# [Exercise prompt]
Copy every line below that has the word "AppError" in it.

══════

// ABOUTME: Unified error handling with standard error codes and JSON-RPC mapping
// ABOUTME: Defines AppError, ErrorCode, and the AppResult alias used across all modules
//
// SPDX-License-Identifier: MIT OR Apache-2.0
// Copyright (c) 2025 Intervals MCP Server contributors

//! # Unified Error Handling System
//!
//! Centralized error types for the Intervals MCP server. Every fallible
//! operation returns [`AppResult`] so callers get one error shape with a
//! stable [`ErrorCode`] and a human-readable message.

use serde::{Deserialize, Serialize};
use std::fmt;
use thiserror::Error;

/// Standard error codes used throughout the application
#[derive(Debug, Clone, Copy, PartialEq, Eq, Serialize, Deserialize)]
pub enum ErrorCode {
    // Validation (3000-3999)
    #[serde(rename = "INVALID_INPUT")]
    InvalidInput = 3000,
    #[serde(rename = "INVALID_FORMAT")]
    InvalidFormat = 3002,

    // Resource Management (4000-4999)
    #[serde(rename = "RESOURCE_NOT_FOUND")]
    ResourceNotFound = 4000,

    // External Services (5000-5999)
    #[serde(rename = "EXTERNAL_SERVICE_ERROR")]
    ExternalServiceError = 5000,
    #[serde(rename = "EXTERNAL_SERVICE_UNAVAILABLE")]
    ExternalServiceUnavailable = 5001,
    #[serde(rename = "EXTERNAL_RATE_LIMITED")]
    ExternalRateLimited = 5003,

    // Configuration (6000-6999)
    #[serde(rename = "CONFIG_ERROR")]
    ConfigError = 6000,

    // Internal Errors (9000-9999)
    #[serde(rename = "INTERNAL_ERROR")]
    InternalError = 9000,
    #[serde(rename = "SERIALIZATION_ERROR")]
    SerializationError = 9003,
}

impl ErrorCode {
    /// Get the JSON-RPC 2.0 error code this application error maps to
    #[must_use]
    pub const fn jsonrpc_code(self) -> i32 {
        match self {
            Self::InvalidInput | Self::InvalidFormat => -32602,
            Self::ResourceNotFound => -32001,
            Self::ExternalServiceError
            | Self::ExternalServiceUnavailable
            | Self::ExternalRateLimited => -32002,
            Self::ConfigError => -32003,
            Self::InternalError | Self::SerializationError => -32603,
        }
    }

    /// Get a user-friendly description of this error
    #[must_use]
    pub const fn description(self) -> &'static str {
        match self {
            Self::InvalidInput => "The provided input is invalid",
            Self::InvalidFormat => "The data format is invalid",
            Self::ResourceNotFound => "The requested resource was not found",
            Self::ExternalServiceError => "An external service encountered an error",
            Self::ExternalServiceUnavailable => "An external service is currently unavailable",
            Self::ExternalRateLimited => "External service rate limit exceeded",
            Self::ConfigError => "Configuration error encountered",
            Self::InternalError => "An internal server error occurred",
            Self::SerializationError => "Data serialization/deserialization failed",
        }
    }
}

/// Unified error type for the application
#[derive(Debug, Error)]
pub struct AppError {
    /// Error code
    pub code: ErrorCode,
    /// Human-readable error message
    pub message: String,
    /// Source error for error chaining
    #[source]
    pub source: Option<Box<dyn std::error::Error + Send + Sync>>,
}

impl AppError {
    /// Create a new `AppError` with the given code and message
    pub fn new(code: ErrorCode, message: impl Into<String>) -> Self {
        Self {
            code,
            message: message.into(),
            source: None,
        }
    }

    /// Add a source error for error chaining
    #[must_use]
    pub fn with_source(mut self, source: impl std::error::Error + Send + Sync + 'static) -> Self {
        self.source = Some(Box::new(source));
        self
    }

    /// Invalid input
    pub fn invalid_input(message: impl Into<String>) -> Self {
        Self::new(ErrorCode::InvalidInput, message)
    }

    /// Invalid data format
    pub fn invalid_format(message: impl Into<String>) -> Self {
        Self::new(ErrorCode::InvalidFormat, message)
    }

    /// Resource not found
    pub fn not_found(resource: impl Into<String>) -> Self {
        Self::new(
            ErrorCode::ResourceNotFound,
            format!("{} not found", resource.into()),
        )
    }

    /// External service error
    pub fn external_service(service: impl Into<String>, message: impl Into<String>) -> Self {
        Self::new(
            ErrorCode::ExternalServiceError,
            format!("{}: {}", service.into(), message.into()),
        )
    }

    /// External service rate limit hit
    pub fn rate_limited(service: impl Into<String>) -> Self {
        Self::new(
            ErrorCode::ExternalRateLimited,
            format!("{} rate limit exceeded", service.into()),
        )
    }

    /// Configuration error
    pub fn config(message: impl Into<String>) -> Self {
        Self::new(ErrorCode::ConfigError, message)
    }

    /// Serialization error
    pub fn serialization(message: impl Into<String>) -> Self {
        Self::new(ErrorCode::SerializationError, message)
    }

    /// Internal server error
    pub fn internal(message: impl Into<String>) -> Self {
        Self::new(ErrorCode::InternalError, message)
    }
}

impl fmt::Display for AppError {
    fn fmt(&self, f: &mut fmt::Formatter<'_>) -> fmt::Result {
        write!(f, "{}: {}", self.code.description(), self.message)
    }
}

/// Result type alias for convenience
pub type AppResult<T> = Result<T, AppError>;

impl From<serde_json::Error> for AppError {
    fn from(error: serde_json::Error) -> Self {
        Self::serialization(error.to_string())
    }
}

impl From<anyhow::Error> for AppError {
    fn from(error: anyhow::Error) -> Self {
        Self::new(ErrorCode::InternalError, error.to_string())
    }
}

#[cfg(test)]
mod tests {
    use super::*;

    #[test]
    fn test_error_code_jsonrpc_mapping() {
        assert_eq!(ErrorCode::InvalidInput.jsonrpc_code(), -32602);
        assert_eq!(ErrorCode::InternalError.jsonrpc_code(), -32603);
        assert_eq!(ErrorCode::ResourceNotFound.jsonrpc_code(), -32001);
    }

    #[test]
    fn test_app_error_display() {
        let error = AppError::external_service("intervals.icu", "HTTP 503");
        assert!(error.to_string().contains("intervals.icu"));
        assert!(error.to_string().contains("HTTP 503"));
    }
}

══════

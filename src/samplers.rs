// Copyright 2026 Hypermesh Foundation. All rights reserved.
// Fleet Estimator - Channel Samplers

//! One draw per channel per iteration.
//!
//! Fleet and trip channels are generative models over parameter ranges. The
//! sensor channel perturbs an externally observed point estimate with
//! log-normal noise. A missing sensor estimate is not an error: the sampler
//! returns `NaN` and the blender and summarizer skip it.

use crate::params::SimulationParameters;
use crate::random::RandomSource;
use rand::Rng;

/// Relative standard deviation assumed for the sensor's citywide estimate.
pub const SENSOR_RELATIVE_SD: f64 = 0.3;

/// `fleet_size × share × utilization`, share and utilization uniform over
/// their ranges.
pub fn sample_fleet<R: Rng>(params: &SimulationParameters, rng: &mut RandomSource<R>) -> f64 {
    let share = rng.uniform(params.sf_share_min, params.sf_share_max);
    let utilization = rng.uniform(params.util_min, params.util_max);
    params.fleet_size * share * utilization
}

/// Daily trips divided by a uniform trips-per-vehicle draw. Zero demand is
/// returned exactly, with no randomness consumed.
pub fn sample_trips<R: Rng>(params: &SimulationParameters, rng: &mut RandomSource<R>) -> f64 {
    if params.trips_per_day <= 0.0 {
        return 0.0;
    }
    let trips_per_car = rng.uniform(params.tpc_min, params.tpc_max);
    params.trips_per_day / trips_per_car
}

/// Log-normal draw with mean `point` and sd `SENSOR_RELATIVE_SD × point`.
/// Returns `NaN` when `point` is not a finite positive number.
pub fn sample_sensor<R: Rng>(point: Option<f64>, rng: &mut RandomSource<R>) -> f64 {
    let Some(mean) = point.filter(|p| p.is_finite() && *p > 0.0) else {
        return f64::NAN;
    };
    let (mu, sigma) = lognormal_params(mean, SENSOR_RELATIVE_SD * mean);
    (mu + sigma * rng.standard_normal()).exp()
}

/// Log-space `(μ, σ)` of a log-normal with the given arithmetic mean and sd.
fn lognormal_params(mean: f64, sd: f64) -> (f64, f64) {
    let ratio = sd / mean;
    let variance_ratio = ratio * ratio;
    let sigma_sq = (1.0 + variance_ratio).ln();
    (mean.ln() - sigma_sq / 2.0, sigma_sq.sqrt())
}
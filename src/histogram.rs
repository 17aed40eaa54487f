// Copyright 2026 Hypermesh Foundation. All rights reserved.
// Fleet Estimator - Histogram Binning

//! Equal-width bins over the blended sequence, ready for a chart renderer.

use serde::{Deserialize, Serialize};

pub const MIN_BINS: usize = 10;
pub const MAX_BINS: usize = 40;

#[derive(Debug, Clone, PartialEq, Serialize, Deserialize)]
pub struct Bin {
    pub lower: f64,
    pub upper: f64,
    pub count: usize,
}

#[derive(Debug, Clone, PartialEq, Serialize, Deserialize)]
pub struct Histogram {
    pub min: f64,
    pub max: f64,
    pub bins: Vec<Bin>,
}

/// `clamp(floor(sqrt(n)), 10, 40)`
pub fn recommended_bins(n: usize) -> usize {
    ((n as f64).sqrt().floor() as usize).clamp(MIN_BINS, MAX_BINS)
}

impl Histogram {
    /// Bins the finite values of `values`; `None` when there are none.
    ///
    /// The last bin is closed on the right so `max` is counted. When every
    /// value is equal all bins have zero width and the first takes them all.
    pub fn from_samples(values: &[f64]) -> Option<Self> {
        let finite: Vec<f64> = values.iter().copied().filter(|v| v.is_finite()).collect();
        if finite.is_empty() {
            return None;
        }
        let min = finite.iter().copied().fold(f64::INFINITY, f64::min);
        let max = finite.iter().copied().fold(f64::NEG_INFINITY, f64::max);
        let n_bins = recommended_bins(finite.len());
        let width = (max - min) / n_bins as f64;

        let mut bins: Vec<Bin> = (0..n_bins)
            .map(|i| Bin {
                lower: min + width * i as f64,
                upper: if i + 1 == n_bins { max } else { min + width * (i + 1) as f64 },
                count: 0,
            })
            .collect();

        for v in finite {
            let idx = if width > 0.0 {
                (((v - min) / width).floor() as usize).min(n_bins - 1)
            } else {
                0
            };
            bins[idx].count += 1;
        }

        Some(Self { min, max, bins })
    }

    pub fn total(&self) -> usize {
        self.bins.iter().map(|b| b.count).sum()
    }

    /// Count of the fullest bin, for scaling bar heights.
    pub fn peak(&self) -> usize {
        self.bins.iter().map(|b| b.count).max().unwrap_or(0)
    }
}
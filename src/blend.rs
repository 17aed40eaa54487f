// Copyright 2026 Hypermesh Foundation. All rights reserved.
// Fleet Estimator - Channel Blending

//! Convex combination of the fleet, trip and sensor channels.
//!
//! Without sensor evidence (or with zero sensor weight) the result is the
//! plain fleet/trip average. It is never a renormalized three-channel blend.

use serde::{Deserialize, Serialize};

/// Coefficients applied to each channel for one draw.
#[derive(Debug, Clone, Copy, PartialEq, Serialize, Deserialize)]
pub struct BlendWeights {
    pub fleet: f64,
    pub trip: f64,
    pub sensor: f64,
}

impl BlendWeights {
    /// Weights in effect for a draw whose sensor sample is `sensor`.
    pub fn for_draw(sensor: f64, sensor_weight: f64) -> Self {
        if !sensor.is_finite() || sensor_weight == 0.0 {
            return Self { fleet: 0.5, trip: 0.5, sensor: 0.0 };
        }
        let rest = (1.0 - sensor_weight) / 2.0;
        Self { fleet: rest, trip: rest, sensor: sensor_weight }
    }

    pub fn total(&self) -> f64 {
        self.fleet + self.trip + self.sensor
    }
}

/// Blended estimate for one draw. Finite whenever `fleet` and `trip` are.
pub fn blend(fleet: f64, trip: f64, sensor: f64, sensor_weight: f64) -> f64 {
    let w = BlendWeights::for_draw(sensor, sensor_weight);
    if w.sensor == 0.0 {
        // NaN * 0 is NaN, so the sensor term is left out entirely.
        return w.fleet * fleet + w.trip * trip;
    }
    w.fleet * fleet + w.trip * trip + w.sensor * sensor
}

══════

# [Exercise result]
// ABOUTME: Defines AppError, ErrorCode, and the AppResult alias used across all modules
pub struct AppError {
impl AppError {
    /// Create a new `AppError` with the given code and message
impl fmt::Display for AppError {
pub type AppResult<T> = Result<T, AppError>;
impl From<serde_json::Error> for AppError {
impl From<anyhow::Error> for AppError {
        let error = AppError::external_service("intervals.icu", "HTTP 503");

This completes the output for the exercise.